Example predictions:
Review 11:
Content: it takes like 2 3 minute to open the app that really freaks me out please do something
Predicted score = 2.95, Actual score = 5.00

Review 12:
Content: wh0 does not love netflix the nest shows and movies are on there the on problem is that you pay for about everything you need to pay for more than 1 person to download stuff and you need to pay for more than 1 person to be able to watch
Predicted score = 3.96, Actual score = 4.00

Review 13:
Content: why has my app changed side i used to scroll from right to left and now it is reversed i know it is tiny bug but ui bugs are the worse
Predicted score = 1.73, Actual score = 1.00

Review 14:
Content: it is awesome to wear that you can use so many pictures now i love the updates and also they are putting brand new movies on it and i love it is so amazing how you can just watch a brand new movie on your phone
Predicted score = 5.00, Actual score = 5.00

Review 15:
Content: the resolution paired with m

### Saving the model

In the end, we save our model, along with the vectorizer and the scalers we used for future use.

In [17]:
# Saving the model
import joblib

# Save the vectorizer
joblib.dump(vectorizer, 'vectorizer.pkl')

# Save the model and scalers as well
joblib.dump(model, 'model.pkl')
joblib.dump(scaler, 'maxabs_scaler.pkl')
joblib.dump(y_scaler, 'minmax_scaler.pkl')

print("Model and scalers saved successfully.")

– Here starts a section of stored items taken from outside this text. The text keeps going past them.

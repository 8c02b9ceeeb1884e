//! Per-model context budgets and the token estimator that drives
//! history compaction.
//!
//! The estimator is a character heuristic (~4 chars per token), not a real
//! tokenizer; budgets are approximate by design and the compactor treats
//! the trigger as a soft ceiling.

use goagent_protocol::ChatMessage;

/// Context-window size and compaction threshold for one model family.
#[derive(Debug, Clone, Copy, PartialEq)]
pub struct ModelBudget {
    pub max_tokens: i64,
    pub compact_when_percent: f64,
}

const FALLBACK_BUDGET: ModelBudget = ModelBudget {
    max_tokens: 128_000,
    compact_when_percent: 0.85,
};

const MODEL_BUDGETS: &[(&str, ModelBudget)] = &[
    (
        "gpt-4o",
        ModelBudget {
            max_tokens: 128_000,
            compact_when_percent: 0.85,
        },
    ),
    (
        "gpt-4o-mini",
        ModelBudget {
            max_tokens: 128_000,
            compact_when_percent: 0.85,
        },
    ),
    (
        "gpt-4.1",
        ModelBudget {
            max_tokens: 1_047_576,
            compact_when_percent: 0.9,
        },
    ),
    (
        "gpt-4.1-mini",
        ModelBudget {
            max_tokens: 1_047_576,
            compact_when_percent: 0.9,
        },
    ),
    (
        "gpt-5",
        ModelBudget {
            max_tokens: 272_000,
            compact_when_percent: 0.85,
        },
    ),
    (
        "o3",
        ModelBudget {
            max_tokens: 200_000,
            compact_when_percent: 0.8,
        },
    ),
    (
        "o4-mini",
        ModelBudget {
            max_tokens: 200_000,
            compact_when_percent: 0.8,
        },
    ),
];

/// Look up the budget for a model id, case-insensitively. Unknown models
/// get the 128k fallback.
pub fn budget_for_model(model: &str) -> ModelBudget {
    let needle = model.trim().to_ascii_lowercase();
    MODEL_BUDGETS
        .iter()
        .find(|(id, _)| *id == needle)
        .map(|(_, b)| *b)
        .unwrap_or(FALLBACK_BUDGET)
}

/// Resolved compaction trigger for a session.
#[derive(Debug, Clone, Copy)]
pub struct ContextBudget {
    trigger_tokens: i64,
}

impl ContextBudget {
    pub fn new(budget: ModelBudget) -> Self {
        let mut percent = budget.compact_when_percent;
        if percent > 1.0 {
            // Tolerate "85" meaning 85%.
            percent /= 100.0;
        }
        let percent = percent.clamp(0.0, 1.0);
        let trigger_tokens = if budget.max_tokens <= 0 {
            0
        } else {
            (budget.max_tokens as f64 * percent).ceil() as i64
        };
        Self { trigger_tokens }
    }

    pub fn for_model(model: &str) -> Self {
        Self::new(budget_for_model(model))
    }

    /// Compaction is disabled when the trigger degenerates to nothing.
    pub fn enabled(&self) -> bool {
        self.trigger_tokens >= 1
    }

    pub fn trigger_tokens(&self) -> i64 {
        self.trigger_tokens
    }
}

fn field_tokens(s: &str) -> i64 {
    if s.is_empty() {
        0
    } else {
        (s.len() as i64 + 3) / 4
    }
}

/// Estimated token footprint of one message: a small structural overhead
/// plus ~len/4 per populated field, and the same again per tool call.
pub fn estimate_message_tokens(msg: &ChatMessage) -> i64 {
    let mut total = 4;
    total += field_tokens(msg.role.as_str());
    total += field_tokens(&msg.content);
    total += field_tokens(msg.tool_call_id.as_deref().unwrap_or_default());
    total += field_tokens(msg.name.as_deref().unwrap_or_default());
    for call in &msg.tool_calls {
        total += 4;
        total += field_tokens(&call.id);
        total += field_tokens(&call.name);
        total += field_tokens(&call.arguments);
    }
    total
}

pub fn estimate_history_tokens<'a>(messages: impl IntoIterator<Item = &'a ChatMessage>) -> i64 {
    messages.into_iter().map(estimate_message_tokens).sum()
}
//! PostgreSQL-backed store shared by workers and the result writer

use super::{imports, repositories, scan_results, schema};
use super::{ImportRecordStore, RepositoryInventory, ScanResultSource};
use crate::models::{CandidateFile, ImportOutcome, ImportRecord, Repository};
use async_trait::async_trait;
use sqlx::PgPool;

/// All three store roles over one connection pool
///
/// Cloning is cheap; clones share the pool.
#[derive(Clone)]
pub struct PgImportStore {
    pool: PgPool,
}

impl PgImportStore {
    pub fn new(pool: PgPool) -> Self {
        Self { pool }
    }

    pub fn pool(&self) -> &PgPool {
        &self.pool
    }

    pub async fn ensure_schema(&self) -> sqlx::Result<()> {
        schema::ensure_schema(&self.pool).await
    }

    pub async fn load_import(
        &self,
        owner: &str,
        name: &str,
        file_path: &str,
    ) -> sqlx::Result<Option<ImportRecord>> {
        imports::load_import(&self.pool, owner, name, file_path).await
    }

    pub async fn count_imports(&self, owner: &str, name: &str) -> sqlx::Result<i64> {
        imports::count_imports(&self.pool, owner, name).await
    }
}

#[async_trait]
impl RepositoryInventory for PgImportStore {
    async fn active_repositories(&self) -> sqlx::Result<Vec<Repository>> {
        repositories::load_active_repositories(&self.pool).await
    }
}

#[async_trait]
impl ScanResultSource for PgImportStore {
    async fn candidate_files(&self, owner: &str, name: &str) -> sqlx::Result<Vec<CandidateFile>> {
        scan_results::load_candidate_files(&self.pool, owner, name).await
    }
}

#[async_trait]
impl ImportRecordStore for PgImportStore {
    async fn upsert_import(&self, outcome: &ImportOutcome) -> sqlx::Result<()> {
        imports::upsert_import(&self.pool, outcome).await
    }
}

Model and scalers saved successfully.


## Pros and Cons of the Logistic Regression model

### Pros:
- **Simplicity**: Linear Regression is straightforward to understand and interpret.
- **Efficiency**: Computationally efficient and fast, compared to more complex models, like neural networks and ensembles.
- **Feature Importance**: The coefficients of the Linear Regression model can give insights to the impact of different features. In NLP that means that words or semantics that affect greatly the output class will have bigger coefficients.

### Cons:
- **Assumption of Linearity**: The model assumes a linear relationship between the features and the outcome, performing poorly when complex relationships exist and the decision boundaries are not linear.
- **Feature Scaling Required**: Features need to be scaled beforehand for optimal performance.
- **Outlier Sensitivity**: Linear Regression is sensitive to outliers, which can unfairly affect greatly the model parameters.